Reports vary as to whether the argument was over the price of the crop or involved a saddle Hamilton had apparently sold to Parsons, but all agree that it involved some sort of business deal. After Parsons and his family set out, Hamilton became more and more convinced that he had been cheated, and he started in pursuit of Parsons to try to make things right. The argument escalated when Jodie caught up with the family north of Houston on the Success Road just west of the Big Piney River, and Jodie ended up shooting Parsons with a shotgun blast and finishing him off by beating him with the barrel of the gun. Parsons's wife came to her husband's aid as he was struggling for his life, and Jodie also bludgeoned her to death with the gun barrel. He slit the throats of the Parsonses' six-year-old and three-year-old sons before finishing them off with the gun barrel to keep them from identifying him and finally beat in the brains of their one-year-old child to stop it from crying.

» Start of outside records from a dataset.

//! Periodic heartbeat events
//!
//! Publishes a `streamgate.heartbeat` event on a fixed interval. A publish
//! that is still in flight when the next tick arrives is not duplicated; the
//! tick is skipped instead.

use crate::core::config::HeartbeatSettings;
use crate::core::shutdown::wait_for_shutdown;
use crate::flight::SingleFlight;
use crate::streams::api::EventPublisher;
use chrono::{SecondsFormat, Utc};
use serde::Serialize;
use std::sync::atomic::{AtomicU64, Ordering};
use std::sync::Arc;
use std::time::Duration;
use tokio::sync::broadcast;
use tokio::time::{interval_at, Instant, MissedTickBehavior};

pub const HEARTBEAT_EVENT: &str = "streamgate.heartbeat";

#[derive(Debug, Clone, PartialEq, Eq, Serialize)]
pub struct HeartbeatPayload {
    pub sequence: u64,
    pub sent_at: String,
    pub version: String,
}

pub struct Heartbeat {
    publisher: EventPublisher,
    channel: String,
    interval: Duration,
    flight: SingleFlight<String>,
    sequence: Arc<AtomicU64>,
}

impl Heartbeat {
    pub fn new(publisher: EventPublisher, settings: &HeartbeatSettings) -> Self {
        Self {
            publisher,
            channel: settings.channel.clone(),
            interval: Duration::from_millis(settings.interval_ms),
            flight: SingleFlight::new(),
            sequence: Arc::new(AtomicU64::new(0)),
        }
    }

    /// Number of heartbeats handed to the publisher so far
    pub fn sent(&self) -> u64 {
        self.sequence.load(Ordering::Relaxed)
    }

    /// Start one publish unless the previous one is still running
    pub fn beat(&self) -> Option<tokio::task::JoinHandle<()>> {
        let publisher = self.publisher.clone();
        let channel = self.channel.clone();
        let sequence = self.sequence.clone();
        self.flight
            .launch_if_absent(format!("heartbeat:{}", self.channel), async move {
                let payload = HeartbeatPayload {
                    sequence: sequence.fetch_add(1, Ordering::Relaxed) + 1,
                    sent_at: Utc::now().to_rfc3339_opts(SecondsFormat::Millis, true),
                    version: env!("CARGO_PKG_VERSION").to_string(),
                };
                match publisher.publish(&channel, HEARTBEAT_EVENT, &payload).await {
                    Some(_) => Ok(()),
                    None => Err(format!("heartbeat {} was not published", payload.sequence)),
                }
            })
    }

    /// Beat every interval until shutdown
    pub async fn run(self, mut shutdown_rx: broadcast::Receiver<()>) {
        let mut ticker = interval_at(Instant::now() + self.interval, self.interval);
        ticker.set_missed_tick_behavior(MissedTickBehavior::Skip);
        log::debug!(
            "Heartbeat publishing to '{}' every {:?}",
            self.channel,
            self.interval
        );

        loop {
            tokio::select! {
                _ = wait_for_shutdown(&mut shutdown_rx) => {
                    log::debug!("Heartbeat stopping after {} beat(s)", self.sent());
                    break;
                }
                _ = ticker.tick() => {
                    if self.beat().is_none() {
                        log::debug!("Previous heartbeat still in flight; skipping tick");
                    }
                }
            }
        }
    }
}
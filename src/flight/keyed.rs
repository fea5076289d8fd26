//! Per-key async mutex
//!
//! Locks for different keys never contend. A key's entry is pruned from the
//! map once the last guard or waiter for it is gone.

use crate::core::sync::lock_recovering;
use std::collections::HashMap;
use std::hash::Hash;
use std::sync::{Arc, Mutex};
use tokio::sync::OwnedMutexGuard;

type LockMap<K> = Arc<Mutex<HashMap<K, Arc<tokio::sync::Mutex<()>>>>>;

pub struct KeyedMutex<K> {
    locks: LockMap<K>,
}

impl<K> Clone for KeyedMutex<K> {
    fn clone(&self) -> Self {
        Self {
            locks: self.locks.clone(),
        }
    }
}

impl<K> Default for KeyedMutex<K> {
    fn default() -> Self {
        Self {
            locks: Arc::new(Mutex::new(HashMap::new())),
        }
    }
}

impl<K: Eq + Hash + Clone> KeyedMutex<K> {
    pub fn new() -> Self {
        Self::default()
    }

    /// Wait for exclusive access to `key`
    pub async fn lock(&self, key: K) -> KeyedGuard<K> {
        let mutex = lock_recovering(&self.locks, "keyed locks")
            .entry(key.clone())
            .or_insert_with(|| Arc::new(tokio::sync::Mutex::new(())))
            .clone();
        let guard = mutex.lock_owned().await;
        KeyedGuard {
            locks: self.locks.clone(),
            key,
            guard: Some(guard),
        }
    }

    /// Number of keys currently locked or waited on
    pub fn len(&self) -> usize {
        lock_recovering(&self.locks, "keyed locks").len()
    }

    pub fn is_empty(&self) -> bool {
        self.len() == 0
    }
}

/// Holds one key's lock; releasing it prunes the key when nobody else wants it
pub struct KeyedGuard<K: Eq + Hash> {
    locks: LockMap<K>,
    key: K,
    guard: Option<OwnedMutexGuard<()>>,
}

impl<K: Eq + Hash> KeyedGuard<K> {
    pub fn key(&self) -> &K {
        &self.key
    }
}

impl<K: Eq + Hash> Drop for KeyedGuard<K> {
    fn drop(&mut self) {
        drop(self.guard.take());
        let mut locks = lock_recovering(&self.locks, "keyed locks");
        if locks
            .get(&self.key)
            .is_some_and(|mutex| Arc::strong_count(mutex) == 1)
        {
            locks.remove(&self.key);
        }
    }
}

Hamilton was readily captured, convicted of murder, and sentenced to hang in late December of 1906. Although the killings of the five members of the Parsons family was one of the largest and most gruesome mass murders in Missouri history, Jodie elicited sympathy from some observers when he started professing religion from his jail cell and issuing statements exhorting young people not to follow his wayward example but instead to follow the straight and narrow path. Jodie started receiving letters of support, and some folks even composed poems about him. The convict went to the scaffold on December 21 with a sure-footed step, a song on his lips, and a friendly attitude toward the people gathered to witness his execution, cementing the legend of Jodie Hamilton that persists even today among longtime residents of Texas County. But, as I say in my book, who sang for the Parsons family?